2023 South Korean television series

Duty After School is a 2023 South Korean military sci-fi thriller dystopian teen drama television series created by Lee Nam-gyu, written by Yoon Soo and directed by Sung Yong-il. The series stars an ensemble cast including Shin Hyun-soo, Lee Soon-won, Im Se-mi, Kwon Eun-bin, Kim Ki-hae, Kim Min-chul, Kim So-hee, Kim Su-gyeom, Kim Jung-lan, Moon Sang-min, Shin Myung-sung, Shin Su-hyun, Shin Hye-ji, Ahn Da-eun, Ahn Do-gyu, Yeo Joo-ha, Oh Se-eun, Woo Min-gyu, Yoon Jong-bin, Lee Yeon, Ji Min-hyuk, Choi Moon-hee, Hong Sa-bin, and Hwang Se-in.
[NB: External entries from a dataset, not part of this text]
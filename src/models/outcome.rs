//! Results of discovery and acquisition.

use std::path::PathBuf;

use chrono::{DateTime, Utc};
use serde::{Deserialize, Serialize};

use crate::error::TerminalFailure;
use crate::models::{Candidate, DocType};

/// Label reported for the paging strategy in use.
pub const PAGINATION_MODE: &str = "ajax_doDirect";

/// Whether discovery found an admissible filing.
#[derive(Debug, Clone, Copy, PartialEq, Eq, Serialize, Deserialize)]
#[serde(rename_all = "snake_case")]
pub enum SearchStatus {
    Ok,
    NotFound,
}

/// Why the crawl stopped requesting pages.
#[derive(Debug, Clone, Copy, PartialEq, Eq, Serialize, Deserialize)]
#[serde(rename_all = "snake_case")]
pub enum CrawlStop {
    /// The bootstrap page failed or listed nothing
    BootstrapEmpty,
    /// A strong RHP/DRHP match made further pages unnecessary
    EarlyExit,
    /// A page came back without entries
    PageEmpty,
    /// A page request failed; earlier results are kept
    PageFailed,
    /// The page limit was reached
    PagesExhausted,
}

/// Compact view of a candidate for "did you mean" suggestions.
#[derive(Debug, Clone, PartialEq, Serialize, Deserialize)]
pub struct TopMatch {
    pub title: String,
    pub score: f64,
    pub doc_type: DocType,
    pub url: String,
}

impl From<&Candidate> for TopMatch {
    fn from(c: &Candidate) -> Self {
        Self {
            title: c.title_raw.clone(),
            score: c.match_score,
            doc_type: c.doc_type,
            url: c.url.clone(),
        }
    }
}

/// Immutable result of one discovery run.
#[derive(Debug, Clone, PartialEq)]
pub struct SearchOutcome {
    pub status: SearchStatus,
    pub input_company: String,
    pub chosen: Option<Candidate>,
    pub top_matches: Vec<TopMatch>,
    pub pages_scanned: usize,
    pub unique_titles_count: usize,
    pub crawl_stop: CrawlStop,
}

impl SearchOutcome {
    pub fn is_found(&self) -> bool {
        self.status == SearchStatus::Ok
    }

    /// Flat, serializable form of the outcome.
    pub fn report(&self) -> DiscoveryReport {
        let chosen = self.chosen.as_ref();
        DiscoveryReport {
            status: self.status,
            input_company: self.input_company.clone(),
            matched_title: chosen.map(|c| c.title_raw.clone()),
            match_score: chosen.map(|c| c.match_score),
            doc_type: chosen.map(|c| c.doc_type),
            resolved_html_url: chosen.map(|c| c.url.clone()),
            pages_scanned: self.pages_scanned,
            pagination_mode_used: PAGINATION_MODE.to_string(),
            unique_titles_count: self.unique_titles_count,
            crawl_stop: self.crawl_stop,
            top_matches: self.top_matches.clone(),
        }
    }

    /// The chosen candidate, or the terminal failure explaining its absence.
    pub fn into_chosen(self) -> Result<Candidate, TerminalFailure> {
        if self.crawl_stop == CrawlStop::BootstrapEmpty {
            return Err(TerminalFailure::BootstrapFailure {
                pages_scanned: self.pages_scanned,
            });
        }
        self.chosen
            .ok_or(TerminalFailure::NoQualifyingCandidate {
                query: self.input_company,
                pages_scanned: self.pages_scanned,
                unique_titles: self.unique_titles_count,
                top_matches: self.top_matches,
            })
    }
}

/// Discovery output as handed to callers.
#[derive(Debug, Clone, Serialize, Deserialize)]
pub struct DiscoveryReport {
    pub status: SearchStatus,
    pub input_company: String,
    #[serde(skip_serializing_if = "Option::is_none")]
    pub matched_title: Option<String>,
    #[serde(skip_serializing_if = "Option::is_none")]
    pub match_score: Option<f64>,
    #[serde(skip_serializing_if = "Option::is_none")]
    pub doc_type: Option<DocType>,
    #[serde(skip_serializing_if = "Option::is_none")]
    pub resolved_html_url: Option<String>,
    pub pages_scanned: usize,
    pub pagination_mode_used: String,
    pub unique_titles_count: usize,
    pub crawl_stop: CrawlStop,
    pub top_matches: Vec<TopMatch>,
}

/// Document link found on a filing page.
#[derive(Debug, Clone, PartialEq, Eq, Serialize, Deserialize)]
pub struct ResolvedLink {
    /// Link as it appeared on the page, made absolute
    pub extracted: String,

    /// Direct link after unwrapping any proxy wrapper
    pub direct: String,
}

/// A validated document on disk plus its provenance.
#[derive(Debug, Clone, Serialize, Deserialize)]
pub struct AcquisitionResult {
    pub source_link_extracted: String,
    pub source_link_resolved: String,
    pub saved_path: PathBuf,
    pub attempts: u32,
    pub size_bytes: u64,
    pub sha256: String,
    pub downloaded_at: DateTime<Utc>,
}
//! Candidate scoring and document-type classification.

use std::collections::HashSet;

use similar::{DiffTag, TextDiff};

use crate::models::{Candidate, DocType, ListingEntry, MatchingConfig, Query};
use crate::services::QueryNormalizer;

/// Scores listing entries against a normalized query.
#[derive(Debug, Clone)]
pub struct CandidateScorer {
    normalizer: QueryNormalizer,
    substring_boost: f64,
    min_substring_len: usize,
    token_subset_boost: f64,
}

impl CandidateScorer {
    pub fn new(config: &MatchingConfig) -> Self {
        Self {
            normalizer: QueryNormalizer::new(config),
            substring_boost: config.substring_boost,
            min_substring_len: config.min_substring_len,
            token_subset_boost: config.token_subset_boost,
        }
    }

    /// Similarity of two normalized strings in `[0, 1]`.
    ///
    /// The base is the matching-character ratio `2 * M / (|q| + |t|)`, M
    /// being the characters the two strings share in order. A query of at least
    /// `min_substring_len` characters found verbatim in the title lifts the
    /// score to `substring_boost`; a query whose tokens all occur in the
    /// title lifts it to `token_subset_boost`.
    pub fn score(&self, query_norm: &str, title_norm: &str) -> f64 {
        if query_norm.is_empty() || title_norm.is_empty() {
            return 0.0;
        }

        let mut score = match_ratio(query_norm, title_norm);

        if query_norm.len() >= self.min_substring_len && title_norm.contains(query_norm) {
            score = score.max(self.substring_boost);
        }

        let title_tokens: HashSet<&str> = title_norm.split_whitespace().collect();
        if query_norm
            .split_whitespace()
            .all(|token| title_tokens.contains(token))
        {
            score = score.max(self.token_subset_boost);
        }

        score.clamp(0.0, 1.0)
    }

    /// Score and classify one listing entry.
    pub fn evaluate(&self, query: &Query, entry: ListingEntry) -> Candidate {
        self.evaluate_exact(query, entry).0
    }

    /// Like [`evaluate`](Self::evaluate), also returning the unrounded score.
    pub fn evaluate_exact(&self, query: &Query, entry: ListingEntry) -> (Candidate, f64) {
        let title_normalized = self.normalizer.normalize(&entry.title);
        let score = self.score(&query.normalized, &title_normalized);
        let candidate = Candidate {
            doc_type: DocType::classify(&entry.title),
            title_raw: entry.title,
            title_normalized,
            url: entry.url,
            match_score: round4(score),
        };
        (candidate, score)
    }
}

fn match_ratio(a: &str, b: &str) -> f64 {
    let total = a.chars().count() + b.chars().count();
    if total == 0 {
        return 1.0;
    }
    let diff = TextDiff::from_chars(a, b);
    let matched: usize = diff
        .ops()
        .iter()
        .map(|op| match op.as_tag_tuple() {
            (DiffTag::Equal, old, _) => old.len(),
            _ => 0,
        })
        .sum();
    2.0 * matched as f64 / total as f64
}

fn round4(value: f64) -> f64 {
    (value * 10_000.0).round() / 10_000.0
}
#[cfg(test)]
mod tests {
    use super::*;
    use crate::utils::mock::{MockDownload, MockFetcher, valid_document};

    fn config() -> DownloadConfig {
        DownloadConfig {
            retry_backoff_ms: 0,
            ..DownloadConfig::default()
        }
    }

    fn link() -> ResolvedLink {
        ResolvedLink {
            extracted: "https://www.sebi.gov.in/web/?file=https://www.sebi.gov.in/a.pdf".into(),
            direct: "https://www.sebi.gov.in/a.pdf".into(),
        }
    }

    fn files_in(dir: &Path) -> Vec<PathBuf> {
        std::fs::read_dir(dir)
            .unwrap()
            .map(|e| e.unwrap().path())
            .collect()
    }

    const REFERER: &str = "https://www.sebi.gov.in/filings/public-issues/a.html";

    #[tokio::test]
    async fn test_succeeds_on_third_attempt_after_small_payloads() {
        let dir = tempfile::tempdir().unwrap();
        let dest = dir.path().join("awfis.pdf");
        let mock = MockFetcher::new()
            .push_download(MockDownload::Bytes(b"<html>blocked</html>".to_vec()))
            .push_download(MockDownload::Bytes(b"%PDF-1.4 truncated".to_vec()))
            .push_download(MockDownload::Bytes(valid_document(60 * 1024)));
        let config = config();
        let downloader = AcquisitionDownloader::new(&mock, &config, Duration::from_secs(5));

        let result = downloader
            .download(&link(), REFERER, &dest, Deadline::none())
            .await
            .unwrap();

        assert_eq!(result.attempts, 3);
        assert_eq!(mock.download_count(), 3);
        assert_eq!(result.size_bytes, 60 * 1024);
        assert_eq!(result.saved_path, dest);
        assert_eq!(result.sha256.len(), 64);
        // Each attempt creates the file exclusively, so attempt 3 could only
        // succeed if both rejected files had been deleted.
        assert_eq!(files_in(dir.path()), vec![dest.clone()]);
    }

    #[tokio::test]
    async fn test_digest_matches_saved_bytes() {
        let dir = tempfile::tempdir().unwrap();
        let dest = dir.path().join("digest.pdf");
        let mock = MockFetcher::new()
            .push_download(MockDownload::Bytes(b"short".to_vec()))
            .push_download(MockDownload::Bytes(valid_document(52 * 1024)));
        let config = config();
        let result = AcquisitionDownloader::new(&mock, &config, Duration::from_secs(5))
            .download(&link(), REFERER, &dest, Deadline::none())
            .await
            .unwrap();

        let saved = std::fs::read(&dest).unwrap();
        assert_eq!(result.sha256, hex::encode(Sha256::digest(&saved)));
        assert_eq!(
            result.sha256,
            hex::encode(Sha256::digest(valid_document(52 * 1024)))
        );
    }

    #[tokio::test]
    async fn test_digest_writer_hashes_passthrough() {
        let dir = tempfile::tempdir().unwrap();
        let mut file = File::create(dir.path().join("w.bin")).await.unwrap();
        let mut writer = DigestWriter::new(&mut file);
        writer.write_all(b"abc").await.unwrap();
        writer.flush().await.unwrap();
        assert_eq!(
            writer.finish(),
            "ba7816bf8f01cfea414140de5dae2223b00361a396177a9cb410ff61f20015ad"
        );
        assert_eq!(std::fs::read(dir.path().join("w.bin")).unwrap(), b"abc");
    }

    #[tokio::test]
    async fn test_referer_is_forwarded() {
        let dir = tempfile::tempdir().unwrap();
        let dest = dir.path().join("x.pdf");
        let mock = MockFetcher::new().push_download(MockDownload::Bytes(valid_document(51200)));
        let config = config();
        AcquisitionDownloader::new(&mock, &config, Duration::from_secs(5))
            .download(&link(), REFERER, &dest, Deadline::none())
            .await
            .unwrap();

        assert_eq!(
            mock.requests(),
            vec![crate::utils::mock::MockRequest::Download {
                url: "https://www.sebi.gov.in/a.pdf".into(),
                referer: REFERER.into(),
            }]
        );
    }

    #[tokio::test]
    async fn test_exhausted_attempts_leave_nothing() {
        let dir = tempfile::tempdir().unwrap();
        let dest = dir.path().join("bad.pdf");
        let mut padded_html = b"<!DOCTYPE html>".to_vec();
        padded_html.resize(80 * 1024, b' ');
        let mut mock = MockFetcher::new();
        for _ in 0..4 {
            mock = mock.push_download(MockDownload::Bytes(padded_html.clone()));
        }
        let config = config();
        let err = AcquisitionDownloader::new(&mock, &config, Duration::from_secs(5))
            .download(&link(), REFERER, &dest, Deadline::none())
            .await
            .unwrap_err();

        match err.terminal() {
            Some(TerminalFailure::ValidationFailure {
                attempts, reason, ..
            }) => {
                assert_eq!(*attempts, 4);
                assert!(matches!(reason, RejectReason::BadSignature { found } if found == b"<!DO"));
            }
            other => panic!("unexpected: {other:?}"),
        }
        assert_eq!(mock.download_count(), 4);
        assert!(files_in(dir.path()).is_empty());
    }

    #[tokio::test]
    async fn test_network_error_is_retried() {
        let dir = tempfile::tempdir().unwrap();
        let dest = dir.path().join("n.pdf");
        let mock = MockFetcher::new()
            .push_download(MockDownload::Fail("connection reset".into()))
            .push_download(MockDownload::Bytes(valid_document(51200)));
        let config = config();
        let result = AcquisitionDownloader::new(&mock, &config, Duration::from_secs(5))
            .download(&link(), REFERER, &dest, Deadline::none())
            .await
            .unwrap();
        assert_eq!(result.attempts, 2);
    }

    #[tokio::test]
    async fn test_last_reason_is_reported() {
        let dir = tempfile::tempdir().unwrap();
        let dest = dir.path().join("r.pdf");
        let mock = MockFetcher::new()
            .push_download(MockDownload::Bytes(b"tiny".to_vec()))
            .push_download(MockDownload::Fail("timed out".into()));
        let config = DownloadConfig {
            max_retries: 1,
            ..config()
        };
        let err = AcquisitionDownloader::new(&mock, &config, Duration::from_secs(5))
            .download(&link(), REFERER, &dest, Deadline::none())
            .await
            .unwrap_err();
        assert!(matches!(
            err.terminal(),
            Some(TerminalFailure::ValidationFailure {
                attempts: 2,
                reason: RejectReason::Network(_),
                ..
            })
        ));
        assert!(!dest.exists());
    }

    #[tokio::test]
    async fn test_stale_file_is_replaced() {
        let dir = tempfile::tempdir().unwrap();
        let dest = dir.path().join("stale.pdf");
        std::fs::write(&dest, b"old").unwrap();
        let mock = MockFetcher::new().push_download(MockDownload::Bytes(valid_document(51200)));
        let config = config();
        AcquisitionDownloader::new(&mock, &config, Duration::from_secs(5))
            .download(&link(), REFERER, &dest, Deadline::none())
            .await
            .unwrap();
        assert_eq!(std::fs::metadata(&dest).unwrap().len(), 51200);
    }

    #[tokio::test]
    async fn test_expired_deadline_is_fatal_and_clean() {
        let dir = tempfile::tempdir().unwrap();
        let dest = dir.path().join("d.pdf");
        let mock = MockFetcher::new().push_download(MockDownload::Bytes(valid_document(51200)));
        let config = config();
        let err = AcquisitionDownloader::new(&mock, &config, Duration::from_secs(5))
            .download(&link(), REFERER, &dest, Deadline::after(Duration::ZERO))
            .await
            .unwrap_err();
        assert!(matches!(err, AppError::DeadlineExceeded(_)));
        assert!(files_in(dir.path()).is_empty());
    }

    #[tokio::test]
    async fn test_partial_file_guard() {
        let dir = tempfile::tempdir().unwrap();
        let path = dir.path().join("p.pdf");

        let mut partial = PartialFile::create(&path).await.unwrap();
        partial.writer().unwrap().write_all(b"half").await.unwrap();
        drop(partial);
        assert!(!path.exists());

        let mut partial = PartialFile::create(&path).await.unwrap();
        partial.writer().unwrap().write_all(b"whole").await.unwrap();
        partial.close().await.unwrap();
        partial.persist();
        assert_eq!(std::fs::read(&path).unwrap(), b"whole");

        assert!(PartialFile::create(&path).await.is_err());
    }
}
Based on the webtoon of the same name by Ha Il-kwon, which was later serialized on Naver Webtoon, it follows students who are conscripted as cadets to combat mysterious purple alien objects that appear in Earth's skies and threaten humanity. It was released from March 31 to April 21, 2023, on TVING's Fridays at 16:00 (KST). It is also available for streaming on Viu and Viki in selected regions.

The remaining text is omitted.